━━━━━ MATERIAL TO PROCESS ━━━━━

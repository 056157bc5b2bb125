// Periodic pool maintenance
//
// One ticker drives the three sweeps sequentially, in a fixed order, so pool
// mutations from different sweeps never interleave: scale-down first, then
// prewarm, then health check.

use std::sync::Arc;
use std::time::Duration;
use tokio_util::sync::CancellationToken;
use tracing::{debug, info};

use crate::orchestration::pool::WorkerPool;

pub const MONITOR_INTERVAL: Duration = Duration::from_secs(30);

/// Runs the maintenance loop until cancellation.
pub async fn run_monitor(pool: Arc<WorkerPool>, cancel: CancellationToken) {
    run_monitor_with_interval(pool, cancel, MONITOR_INTERVAL).await
}

async fn run_monitor_with_interval(
    pool: Arc<WorkerPool>,
    cancel: CancellationToken,
    interval: Duration,
) {
    info!("processor monitor started");
    let mut ticker = tokio::time::interval(interval);
    ticker.set_missed_tick_behavior(tokio::time::MissedTickBehavior::Delay);
    // The first tick fires immediately; the pool was just initialized, so
    // skip it.
    ticker.tick().await;

    loop {
        tokio::select! {
            _ = ticker.tick() => {
                debug!("running periodic processor check");
                pool.scale_down().await;
                pool.prewarm().await;
                pool.health_check().await;
            }
            _ = cancel.cancelled() => {
                info!("processor monitor shutting down");
                return;
            }
        }
    }
}

#[cfg(test)]
mod tests {
    use super::*;
    use crate::core::config::Config;
    use crate::services::engine::testing::MockFactory;
    use std::sync::atomic::Ordering;

    #[tokio::test]
    async fn test_monitor_runs_sweeps_and_stops_on_cancel() {
        let mut config = Config::default();
        config.pool.min_processors = 1;
        config.pool.max_processors = 4;
        config.pool.warm_up_count = 2;
        let config = Arc::new(config);

        let factory = MockFactory::new();
        let counters = factory.counters.clone();
        let pool = Arc::new(WorkerPool::new(config, Arc::new(factory)));
        pool.initialize().await.unwrap();

        let cancel = CancellationToken::new();
        let monitor = tokio::spawn(run_monitor_with_interval(
            pool.clone(),
            cancel.clone(),
            Duration::from_millis(20),
        ));

        // Give the loop time for at least one full sweep; the health check
        // probes every worker.
        tokio::time::sleep(Duration::from_millis(60)).await;
        cancel.cancel();
        monitor.await.unwrap();

        assert!(counters.recognitions.load(Ordering::SeqCst) >= 3);
        let gauges = pool.gauges();
        assert_eq!(gauges.idle_processors, 2);
    }
}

━━━━━

## [WORK TO COMPLETE]
Return all of the entries above exactly as they stand.

## [ANSWER BELOW]
repository 056157bc5b2bb125
// Periodic pool maintenance
//
// One ticker drives the three sweeps sequentially, in a fixed order, so pool
// mutations from different sweeps never interleave: scale-down first, then
// prewarm, then health check.

use std::sync::Arc;
use std::time::Duration;
use tokio_util::sync::CancellationToken;
use tracing::{debug, info};

use crate::orchestration::pool::WorkerPool;

pub const MONITOR_INTERVAL: Duration = Duration::from_secs(30);

/// Runs the maintenance loop until cancellation.
pub async fn run_monitor(pool: Arc<WorkerPool>, cancel: CancellationToken) {
    run_monitor_with_interval(pool, cancel, MONITOR_INTERVAL).await
}

async fn run_monitor_with_interval(
    pool: Arc<WorkerPool>,
    cancel: CancellationToken,
    interval: Duration,
) {
    info!("processor monitor started");
    let mut ticker = tokio::time::interval(interval);
    ticker.set_missed_tick_behavior(tokio::time::MissedTickBehavior::Delay);
    // The first tick fires immediately; the pool was just initialized, so
    // skip it.
    ticker.tick().await;

    loop {
        tokio::select! {
            _ = ticker.tick() => {
                debug!("running periodic processor check");
                pool.scale_down().await;
                pool.prewarm().await;
                pool.health_check().await;
            }
            _ = cancel.cancelled() => {
                info!("processor monitor shutting down");
                return;
            }
        }
    }
}

#[cfg(test)]
mod tests {
    use super::*;
    use crate::core::config::Config;
    use crate::services::engine::testing::MockFactory;
    use std::sync::atomic::Ordering;

    #[tokio::test]
    async fn test_monitor_runs_sweeps_and_stops_on_cancel() {
        let mut config = Config::default();
        config.pool.min_processors = 1;
        config.pool.max_processors = 4;
        config.pool.warm_up_count = 2;
        let config = Arc::new(config);

        let factory = MockFactory::new();
        let counters = factory.counters.clone();
        let pool = Arc::new(WorkerPool::new(config, Arc::new(factory)));
        pool.initialize().await.unwrap();

        let cancel = CancellationToken::new();
        let monitor = tokio::spawn(run_monitor_with_interval(
            pool.clone(),
            cancel.clone(),
            Duration::from_millis(20),
        ));

        // Give the loop time for at least one full sweep; the health check
        // probes every worker.
        tokio::time::sleep(Duration::from_millis(60)).await;
        cancel.cancel();
        monitor.await.unwrap();

        assert!(counters.recognitions.load(Ordering::SeqCst) >= 3);
        let gauges = pool.gauges();
        assert_eq!(gauges.idle_processors, 2);
    }
}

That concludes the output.